Les vocations désignent les besoins biophysiques et les aspirations socio-écologiques exprimés par les parties prenantes ayant un lien direct avec le territoire, notamment les acteurs locaux. Elles se traduisent par des représentations cartographiques et correspondent aux transformations possibles de l’occupation du sol. Elles sont intégrées dans la cinquième étape de l’outil WEFE-SEM, où les visions de développement et les priorités définies en matière de services écosystémiques (SE) sont converties en scénarios d’aménagement alternatifs.


Pour identifier ces vocations, un exercice de cartographie participative en ligne a été mis en place et s’est déroulé en juin 2025, au cours de sept sessions d’environ deux heures chacune. Ces exercices sont considérés comme des instruments essentiels pour révéler les vocations et analyser les enjeux du Nexus dans les paysages méditerranéens (Baratella, V. et al., 2023). Les réponses recueillies font actuellement l’objet d’une évaluation en vue de leur intégration dans les scénarios d’aménagement alternatifs. Un rapport détaillé sur ces exercices sera inclus dans le livrable D2.2 du WP2.

Étape 2 : Élaboration d’une carte de référence de l’occupation et de l’utilisation des sols (LULC) pour chaque Réserve de Biosphère

Après avoir finalisé l’étape de caractérisation dans le cadre de l’outil WEFE, nous avons utilisé la carte mondiale de couverture terrestre 2021 développée par l’Agence Spatiale Européenne (ESA) pour établir une carte de référence LULC pour chaque Réserve de Biosphère (RB).

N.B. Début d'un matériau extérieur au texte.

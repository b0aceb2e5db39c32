//! Domain types shared by every pipeline component.

pub mod error;
pub mod event;
pub mod run;

pub use error::{BuildError, FailureKind, PipelineError, PromotionError, PublishError, ResolveError};
pub use event::{TriggerEvent, TriggerKind};
pub use run::{RunId, RunOutcome, RunStatus, TerminalState};
pub(crate) use run::Run;
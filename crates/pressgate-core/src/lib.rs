//! Pressgate core library
//!
//! Build-and-deploy orchestration for static document sites: fingerprinted
//! dependency caching, toolchain builds with a wall-clock budget, immutable
//! artifacts, and a single-slot deployment gate in front of the live site.

pub mod builder;
pub mod config;
pub mod domain;
pub mod exec;
pub mod fakes;
pub mod fingerprint;
pub mod gate;
pub mod hosting;
pub mod obs;
pub mod orchestrator;
pub mod reporting;
pub mod resolver;
pub mod store;
pub mod telemetry;

pub use builder::{BuildCommand, BuildOutcome, BuildResult, BuildStatus, Builder, CommandBuilder};
pub use config::{ConfigError, PipelineConfig, CONFIG_FILE_NAME};
pub use domain::{
    BuildError, FailureKind, PipelineError, PromotionError, PublishError, ResolveError, RunId,
    RunOutcome, RunStatus, TerminalState, TriggerEvent, TriggerKind,
};
pub use fingerprint::{DependencyManifest, Fingerprint};
pub use gate::{DeployGate, DeployRequest, DeployToken, GateBusy, GateState};
pub use hosting::{DeployAction, Deployment, DirectoryHost, HostingEndpoint};
pub use orchestrator::{Collaborators, Orchestrator, PipelineSettings};
pub use reporting::{read_run_record, render_run_summary_md, write_run_record};
pub use resolver::{CommandResolver, DependencyResolver, ManifestResolver, ResolvedDependencies};
pub use store::{
    Artifact, ArtifactId, ArtifactStore, CacheEntry, CacheStore, FsArtifactStore, FsCacheStore,
    StoreError, StoreResult,
};
pub use telemetry::init_tracing;

/// Crate version, reported by the CLI.
pub const VERSION: &str = env!("CARGO_PKG_VERSION");
//! Run lifecycle events.
//!
//! Each function emits one structured event with a stable `event` field, so
//! log pipelines can follow a run without parsing messages. Everything a run
//! emits sits inside the span returned by [`run_span`].

use tracing::{info, warn};

use crate::domain::{FailureKind, RunOutcome, TriggerEvent};
use crate::fingerprint::Fingerprint;
use crate::store::ArtifactId;

/// Span that scopes every event of one run.
///
/// # Example
///
/// ```ignore
/// let span = run_span(run.id.as_str());
/// self.handle_run(run).instrument(span).await
/// ```
pub fn run_span(run_id: &str) -> tracing::Span {
    tracing::info_span!("pressgate.run", run_id = %run_id)
}

/// Emit event: a trigger was accepted and a run began.
///
/// # Example
///
/// ```ignore
/// emit_run_started("run-123", &TriggerEvent::push("main", "abc123", true));
/// // logs: event=run.started run_id=run-123 kind=push branch=main commit=abc123 is_main=true
/// ```
pub fn emit_run_started(run_id: &str, event: &TriggerEvent) {
    info!(
        event = "run.started",
        run_id = %run_id,
        kind = %event.kind,
        branch = %event.branch,
        commit = %event.commit,
        is_main = event.is_main,
    );
}

/// Emit event: resolved dependencies restored from the cache.
pub fn emit_cache_hit(run_id: &str, fingerprint: &Fingerprint) {
    info!(event = "cache.hit", run_id = %run_id, fingerprint = %fingerprint.short());
}

/// Emit event: no usable cache entry; dependencies will be resolved fresh.
pub fn emit_cache_miss(run_id: &str, fingerprint: &Fingerprint) {
    info!(event = "cache.miss", run_id = %run_id, fingerprint = %fingerprint.short());
}

/// Emit event: caching resolved dependencies failed (warning level). The run
/// continues.
pub fn emit_cache_store_failed(run_id: &str, fingerprint: &Fingerprint, error: &dyn std::fmt::Display) {
    warn!(
        event = "cache.store_failed",
        run_id = %run_id,
        fingerprint = %fingerprint.short(),
        error = %error,
    );
}

/// Emit event: a cache entry failed verification or conflicted with a fresh
/// payload and was invalidated (warning level).
pub fn emit_cache_corrupted(run_id: &str, fingerprint: &Fingerprint, error: &dyn std::fmt::Display) {
    warn!(
        event = "cache.corrupted",
        run_id = %run_id,
        fingerprint = %fingerprint.short(),
        error = %error,
    );
}

/// Emit event: the toolchain finished, successfully or not.
pub fn emit_build_finished(run_id: &str, success: bool, duration_ms: u64) {
    info!(event = "build.finished", run_id = %run_id, success = success, duration_ms = duration_ms);
}

/// Emit event: build output stored as an immutable artifact.
pub fn emit_artifact_published(run_id: &str, artifact_id: &ArtifactId, file_count: u64) {
    info!(
        event = "artifact.published",
        run_id = %run_id,
        artifact_id = %artifact_id,
        file_count = file_count,
    );
}

/// Emit event: another deployment held the gate, so this run did not promote.
///
/// ```ignore
/// emit_deploy_skipped_superseded("run-124", Some("run-123"));
/// // logs: event=deploy.skipped_superseded run_id=run-124 holder=run-123
/// ```
pub fn emit_deploy_skipped_superseded(run_id: &str, holder: Option<&str>) {
    info!(
        event = "deploy.skipped_superseded",
        run_id = %run_id,
        holder = holder.unwrap_or("unknown"),
    );
}

/// Emit event: the live site now serves `artifact_id`.
pub fn emit_deploy_promoted(run_id: &str, artifact_id: &ArtifactId) {
    info!(event = "deploy.promoted", run_id = %run_id, artifact_id = %artifact_id);
}

/// Emit event: promotion failed and the previous site stayed live (warning level).
pub fn emit_deploy_failed(run_id: &str, artifact_id: &ArtifactId, error: &dyn std::fmt::Display) {
    warn!(event = "deploy.failed", run_id = %run_id, artifact_id = %artifact_id, error = %error);
}

pub fn emit_run_stale(run_id: &str, branch: &str, newest_commit: &str) {
    info!(event = "run.stale", run_id = %run_id, branch = %branch, newest_commit = %newest_commit);
}

/// Emit event: run reached its terminal state. Carries the summary fields of
/// the [`RunOutcome`].
pub fn emit_run_finished(outcome: &RunOutcome) {
    let failure_kind = outcome.failure_kind.map(failure_kind_str).unwrap_or("none");
    info!(
        event = "run.finished",
        run_id = %outcome.run_id,
        terminal = ?outcome.terminal,
        failure_kind = failure_kind,
        cache_hit = outcome.cache_hit,
        deployed = outcome.deployed,
        stale = outcome.stale,
        duration_ms = outcome.duration_ms,
    );
}

fn failure_kind_str(kind: FailureKind) -> &'static str {
    match kind {
        FailureKind::DependencyResolution => "dependency_resolution",
        FailureKind::Build => "build",
        FailureKind::Timeout => "timeout",
        FailureKind::Publish => "publish",
        FailureKind::Promotion => "promotion",
    }
}

#[cfg(test)]
mod tests {
    use super::*;
    use tracing_test::traced_test;

    #[test]
    #[traced_test]
    fn run_started_carries_event_fields() {
        let event = TriggerEvent::push("main", "abc123", true);
        emit_run_started("run-1", &event);
        assert!(logs_contain("run.started"));
        assert!(logs_contain("abc123"));
    }

    #[test]
    #[traced_test]
    fn events_inside_span_are_tagged_with_run_id() {
        let span = run_span("run-span-7");
        let _entered = span.enter();
        emit_build_finished("run-span-7", false, 12);
        assert!(logs_contain("build.finished"));
        assert!(logs_contain("run-span-7"));
    }

    #[test]
    #[traced_test]
    fn cache_failures_are_warnings() {
        let fp = Fingerprint::compute([("book.toml", b"x".as_slice())]);
        emit_cache_store_failed("run-2", &fp, &"disk full");
        assert!(logs_contain("WARN"));
        assert!(logs_contain("cache.store_failed"));
        assert!(logs_contain("disk full"));
    }
}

La carte LULC de l’ESA est un produit mondial librement accessible, offrant une résolution spatiale de 10 mètres, et distinguant huit grandes catégories d’occupation du sol : forêts, broussailles, prairies, zones agricoles, zones urbaines, sols nus, plans d’eau et zones humides herbacées.

Bien que la carte de l’ESA affiche une précision globale de 76,7 % (Zanaga, D., et al., 2021), la méthodologie WEFE nécessite une classification plus fine pour pouvoir modéliser différents scénarios d’usage des terres sous des conditions climatiques variées, et pour estimer les services écosystémiques. Ainsi, nous avons enrichi cette base en y intégrant divers jeux de données mondiaux complémentaires, tels que Global Forest Change, l’Indice Mondial d’Aridité, et le projet Land Use Harmonization 2 (Hurtt, G. C. et al., 2020).


L’intégration de ces données a permis d’affiner la typologie, en distinguant notamment entre les forêts primaires et secondaires, les broussailles primaires et secondaires, les pâturages, les parcours naturels et différents types de cultures, tout en maintenant les catégories existantes telles que les plans d’eau, les sols nus ou à végétation clairsemée, et les zones humides herbacées. Le résultat obtenu est une carte d’occupation du sol plus détaillée, qui sert de référence pour chaque Réserve de Biosphère.

Figure 1. Carte de couverture terrestre mondiale 2021 de l’ESA pour la Réserve de Biosphère d’Alto Bernesga
Figure 2. Carte de base LULC transformée à partir de la carte ESA 2021, avec distinction entre : Forêts primaires et secondaires, zones non forestières primaires et secondaires, parcours, pâturages, et les cinq grandes catégories de cultures selon l’Organisation des Nations Unies pour l’Alimentation et l’Agriculture (FAO)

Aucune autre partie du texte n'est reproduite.